_Activity_: Exact reproduction of the following data is required.
━━━ Material provided ━━━
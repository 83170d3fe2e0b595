//! Observability - structured logging and Prometheus metrics.

mod metrics;

pub use metrics::{
    MetricsError, init_metrics, record_api_request, record_subgraph_fetch,
};
//! Bazaar API Binary
//!
//! Starts the market data facade.
//!
//! # Usage
//!
//! ```bash
//! cargo run --bin bazaar-api
//! ```
//!
//! # Environment Variables
//!
//! - `HTTP_PORT`: HTTP server port (default: 4000)
//! - `METRICS_PORT`: Prometheus metrics port, 0 disables (default: 9090)
//! - `SUBGRAPH_URL`: GraphQL subgraph endpoint (default: local graph-node)
//! - `ITEM_API_URL`: game metadata API base URL
//! - `ETH_PRICE_URL`: ETH/USD spot price endpoint
//! - `HTTP_TIMEOUT_SECS`: upstream request timeout (default: 30)
//! - `RUST_LOG`: log level (default: info)

use std::net::SocketAddr;
use std::sync::Arc;

use bazaar_api::application::use_cases::{
    GetBalanceUseCase, GetChartDataUseCase, GetItemDetailsUseCase, GetItemStatsUseCase,
    GetMarketStatsUseCase, GetOrderBookUseCase, GetTimeframeDataUseCase, GetTradesUseCase,
    ListItemsUseCase,
};
use bazaar_api::infrastructure::config::Settings;
use bazaar_api::infrastructure::exchange::EthPriceClient;
use bazaar_api::infrastructure::http::{AppState, create_router};
use bazaar_api::infrastructure::metadata::ItemApiClient;
use bazaar_api::infrastructure::subgraph::SubgraphClient;
use bazaar_api::observability;
use tokio::net::TcpListener;
use tokio::signal;

#[tokio::main]
async fn main() -> anyhow::Result<()> {
    load_dotenv();
    init_tracing();

    tracing::info!("Starting Bazaar market API");

    let settings = Settings::from_env()?;
    log_settings(&settings);

    init_metrics(&settings);

    let state = create_state(&settings)?;
    let app = create_router(state);

    let addr: SocketAddr = format!("0.0.0.0:{}", settings.http_port).parse()?;
    tracing::info!(%addr, "HTTP server starting");
    log_endpoints();

    let listener = TcpListener::bind(addr).await?;
    axum::serve(listener, app)
        .with_graceful_shutdown(shutdown_signal())
        .await?;

    tracing::info!("Bazaar market API stopped");
    Ok(())
}

/// Load .env file when present.
fn load_dotenv() {
    let _ = dotenvy::dotenv();
}

/// Initialize the tracing subscriber with environment filter.
///
/// Uses static directive strings that are compile-time constants guaranteed to parse.
#[allow(clippy::expect_used)]
fn init_tracing() {
    tracing_subscriber::fmt()
        .with_env_filter(
            tracing_subscriber::EnvFilter::from_default_env().add_directive(
                "bazaar_api=info"
                    .parse()
                    .expect("static directive 'bazaar_api=info' is valid"),
            ),
        )
        .init();
}

/// Log the loaded settings.
fn log_settings(settings: &Settings) {
    tracing::info!(
        http_port = settings.http_port,
        metrics_port = settings.metrics_port,
        subgraph_url = %settings.subgraph_url,
        "Configuration loaded"
    );
}

/// Start the Prometheus exporter when enabled; the API runs without it
/// on failure.
fn init_metrics(settings: &Settings) {
    if settings.metrics_port == 0 {
        tracing::info!("Metrics exporter disabled");
        return;
    }

    match format!("0.0.0.0:{}", settings.metrics_port).parse() {
        Ok(addr) => {
            if let Err(e) = observability::init_metrics(addr) {
                tracing::warn!(error = %e, "Failed to start metrics exporter, continuing without it");
            }
        }
        Err(e) => tracing::warn!(error = %e, "Invalid metrics address"),
    }
}

/// Wire adapters and use cases into the shared application state.
fn create_state(
    settings: &Settings,
) -> anyhow::Result<AppState<SubgraphClient, ItemApiClient, EthPriceClient>> {
    let subgraph = Arc::new(SubgraphClient::new(
        settings.subgraph_url.clone(),
        settings.http_timeout,
    )?);
    let metadata = Arc::new(ItemApiClient::new(
        settings.item_api_url.clone(),
        settings.http_timeout,
    )?);
    let exchange_rate = Arc::new(EthPriceClient::new(
        settings.eth_price_url.clone(),
        settings.http_timeout,
    )?);

    Ok(AppState {
        items: Arc::new(ListItemsUseCase::new(Arc::clone(&subgraph))),
        item_details: Arc::new(GetItemDetailsUseCase::new(metadata)),
        item_stats: Arc::new(GetItemStatsUseCase::new(Arc::clone(&subgraph))),
        market_stats: Arc::new(GetMarketStatsUseCase::new(Arc::clone(&subgraph))),
        chart_data: Arc::new(GetChartDataUseCase::new(Arc::clone(&subgraph))),
        timeframe_data: Arc::new(GetTimeframeDataUseCase::new(Arc::clone(&subgraph))),
        order_book: Arc::new(GetOrderBookUseCase::new(Arc::clone(&subgraph))),
        trades: Arc::new(GetTradesUseCase::new(Arc::clone(&subgraph))),
        balance: Arc::new(GetBalanceUseCase::new(subgraph)),
        exchange_rate,
        version: env!("CARGO_PKG_VERSION").to_string(),
    })
}

/// Log the exposed endpoints at startup.
fn log_endpoints() {
    tracing::info!("Endpoints:");
    tracing::info!("  GET /health");
    tracing::info!("  GET /api/items");
    tracing::info!("  GET /api/item-details?itemId=");
    tracing::info!("  GET /api/stats");
    tracing::info!("  GET /api/stats/{{itemId}}");
    tracing::info!("  GET /api/chart-data/{{itemId}}");
    tracing::info!("  GET /api/orderbook/{{itemId}}");
    tracing::info!("  GET /api/trades/{{itemId}}");
    tracing::info!("  GET /api/timeframe-data/{{itemId}}");
    tracing::info!("  GET /api/balance/{{userAddress}}/{{itemId}}");
    tracing::info!("  GET /api/eth-price");
}

/// Wait for shutdown signal (SIGTERM or SIGINT).
///
/// # Panics
///
/// Panics if signal handlers cannot be installed: a process that
/// cannot respond to termination signals should fail at startup.
#[allow(clippy::expect_used)]
async fn shutdown_signal() {
    let ctrl_c = async {
        signal::ctrl_c()
            .await
            .expect("signal handler installation is critical for graceful shutdown");
    };

    #[cfg(unix)]
    let terminate = async {
        signal::unix::signal(signal::unix::SignalKind::terminate())
            .expect("SIGTERM handler installation is critical for graceful shutdown")
            .recv()
            .await;
    };

    #[cfg(not(unix))]
    let terminate = std::future::pending::<()>();

    tokio::select! {
        () = ctrl_c => {
            tracing::info!("Received Ctrl+C, initiating shutdown");
        }
        () = terminate => {
            tracing::info!("Received SIGTERM, initiating shutdown");
        }
    }
}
━━━
_Task answer_:
repository 83170d3fe2e0b595
//! Observability - structured logging and Prometheus metrics.

mod metrics;

pub use metrics::{
    MetricsError, init_metrics, record_api_request, record_subgraph_fetch,
};
//! Bazaar API Binary
//!
//! Starts the market data facade.
//!
//! # Usage
//!
//! ```bash
//! cargo run --bin bazaar-api
//! ```
//!
//! # Environment Variables
//!
//! - `HTTP_PORT`: HTTP server port (default: 4000)
//! - `METRICS_PORT`: Prometheus metrics port, 0 disables (default: 9090)
//! - `SUBGRAPH_URL`: GraphQL subgraph endpoint (default: local graph-node)
//! - `ITEM_API_URL`: game metadata API base URL
//! - `ETH_PRICE_URL`: ETH/USD spot price endpoint
//! - `HTTP_TIMEOUT_SECS`: upstream request timeout (default: 30)
//! - `RUST_LOG`: log level (default: info)

use std::net::SocketAddr;
use std::sync::Arc;

use bazaar_api::application::use_cases::{
    GetBalanceUseCase, GetChartDataUseCase, GetItemDetailsUseCase, GetItemStatsUseCase,
    GetMarketStatsUseCase, GetOrderBookUseCase, GetTimeframeDataUseCase, GetTradesUseCase,
    ListItemsUseCase,
};
use bazaar_api::infrastructure::config::Settings;
use bazaar_api::infrastructure::exchange::EthPriceClient;
use bazaar_api::infrastructure::http::{AppState, create_router};
use bazaar_api::infrastructure::metadata::ItemApiClient;
use bazaar_api::infrastructure::subgraph::SubgraphClient;
use bazaar_api::observability;
use tokio::net::TcpListener;
use tokio::signal;

#[tokio::main]
async fn main() -> anyhow::Result<()> {
    load_dotenv();
    init_tracing();

    tracing::info!("Starting Bazaar market API");

    let settings = Settings::from_env()?;
    log_settings(&settings);

    init_metrics(&settings);

    let state = create_state(&settings)?;
    let app = create_router(state);

    let addr: SocketAddr = format!("0.0.0.0:{}", settings.http_port).parse()?;
    tracing::info!(%addr, "HTTP server starting");
    log_endpoints();

    let listener = TcpListener::bind(addr).await?;
    axum::serve(listener, app)
        .with_graceful_shutdown(shutdown_signal())
        .await?;

    tracing::info!("Bazaar market API stopped");
    Ok(())
}

/// Load .env file when present.
fn load_dotenv() {
    let _ = dotenvy::dotenv();
}

/// Initialize the tracing subscriber with environment filter.
///
/// Uses static directive strings that are compile-time constants guaranteed to parse.
#[allow(clippy::expect_used)]
fn init_tracing() {
    tracing_subscriber::fmt()
        .with_env_filter(
            tracing_subscriber::EnvFilter::from_default_env().add_directive(
                "bazaar_api=info"
                    .parse()
                    .expect("static directive 'bazaar_api=info' is valid"),
            ),
        )
        .init();
}

/// Log the loaded settings.
fn log_settings(settings: &Settings) {
    tracing::info!(
        http_port = settings.http_port,
        metrics_port = settings.metrics_port,
        subgraph_url = %settings.subgraph_url,
        "Configuration loaded"
    );
}

/// Start the Prometheus exporter when enabled; the API runs without it
/// on failure.
fn init_metrics(settings: &Settings) {
    if settings.metrics_port == 0 {
        tracing::info!("Metrics exporter disabled");
        return;
    }

    match format!("0.0.0.0:{}", settings.metrics_port).parse() {
        Ok(addr) => {
            if let Err(e) = observability::init_metrics(addr) {
                tracing::warn!(error = %e, "Failed to start metrics exporter, continuing without it");
            }
        }
        Err(e) => tracing::warn!(error = %e, "Invalid metrics address"),
    }
}

/// Wire adapters and use cases into the shared application state.
fn create_state(
    settings: &Settings,
) -> anyhow::Result<AppState<SubgraphClient, ItemApiClient, EthPriceClient>> {
    let subgraph = Arc::new(SubgraphClient::new(
        settings.subgraph_url.clone(),
        settings.http_timeout,
    )?);
    let metadata = Arc::new(ItemApiClient::new(
        settings.item_api_url.clone(),
        settings.http_timeout,
    )?);
    let exchange_rate = Arc::new(EthPriceClient::new(
        settings.eth_price_url.clone(),
        settings.http_timeout,
    )?);

    Ok(AppState {
        items: Arc::new(ListItemsUseCase::new(Arc::clone(&subgraph))),
        item_details: Arc::new(GetItemDetailsUseCase::new(metadata)),
        item_stats: Arc::new(GetItemStatsUseCase::new(Arc::clone(&subgraph))),
        market_stats: Arc::new(GetMarketStatsUseCase::new(Arc::clone(&subgraph))),
        chart_data: Arc::new(GetChartDataUseCase::new(Arc::clone(&subgraph))),
        timeframe_data: Arc::new(GetTimeframeDataUseCase::new(Arc::clone(&subgraph))),
        order_book: Arc::new(GetOrderBookUseCase::new(Arc::clone(&subgraph))),
        trades: Arc::new(GetTradesUseCase::new(Arc::clone(&subgraph))),
        balance: Arc::new(GetBalanceUseCase::new(subgraph)),
        exchange_rate,
        version: env!("CARGO_PKG_VERSION").to_string(),
    })
}

/// Log the exposed endpoints at startup.
fn log_endpoints() {
    tracing::info!("Endpoints:");
    tracing::info!("  GET /health");
    tracing::info!("  GET /api/items");
    tracing::info!("  GET /api/item-details?itemId=");
    tracing::info!("  GET /api/stats");
    tracing::info!("  GET /api/stats/{{itemId}}");
    tracing::info!("  GET /api/chart-data/{{itemId}}");
    tracing::info!("  GET /api/orderbook/{{itemId}}");
    tracing::info!("  GET /api/trades/{{itemId}}");
    tracing::info!("  GET /api/timeframe-data/{{itemId}}");
    tracing::info!("  GET /api/balance/{{userAddress}}/{{itemId}}");
    tracing::info!("  GET /api/eth-price");
}

/// Wait for shutdown signal (SIGTERM or SIGINT).
///
/// # Panics
///
/// Panics if signal handlers cannot be installed: a process that
/// cannot respond to termination signals should fail at startup.
#[allow(clippy::expect_used)]
async fn shutdown_signal() {
    let ctrl_c = async {
        signal::ctrl_c()
            .await
            .expect("signal handler installation is critical for graceful shutdown");
    };

    #[cfg(unix)]
    let terminate = async {
        signal::unix::signal(signal::unix::SignalKind::terminate())
            .expect("SIGTERM handler installation is critical for graceful shutdown")
            .recv()
            .await;
    };

    #[cfg(not(unix))]
    let terminate = std::future::pending::<()>();

    tokio::select! {
        () = ctrl_c => {
            tracing::info!("Received Ctrl+C, initiating shutdown");
        }
        () = terminate => {
            tracing::info!("Received SIGTERM, initiating shutdown");
        }
    }
}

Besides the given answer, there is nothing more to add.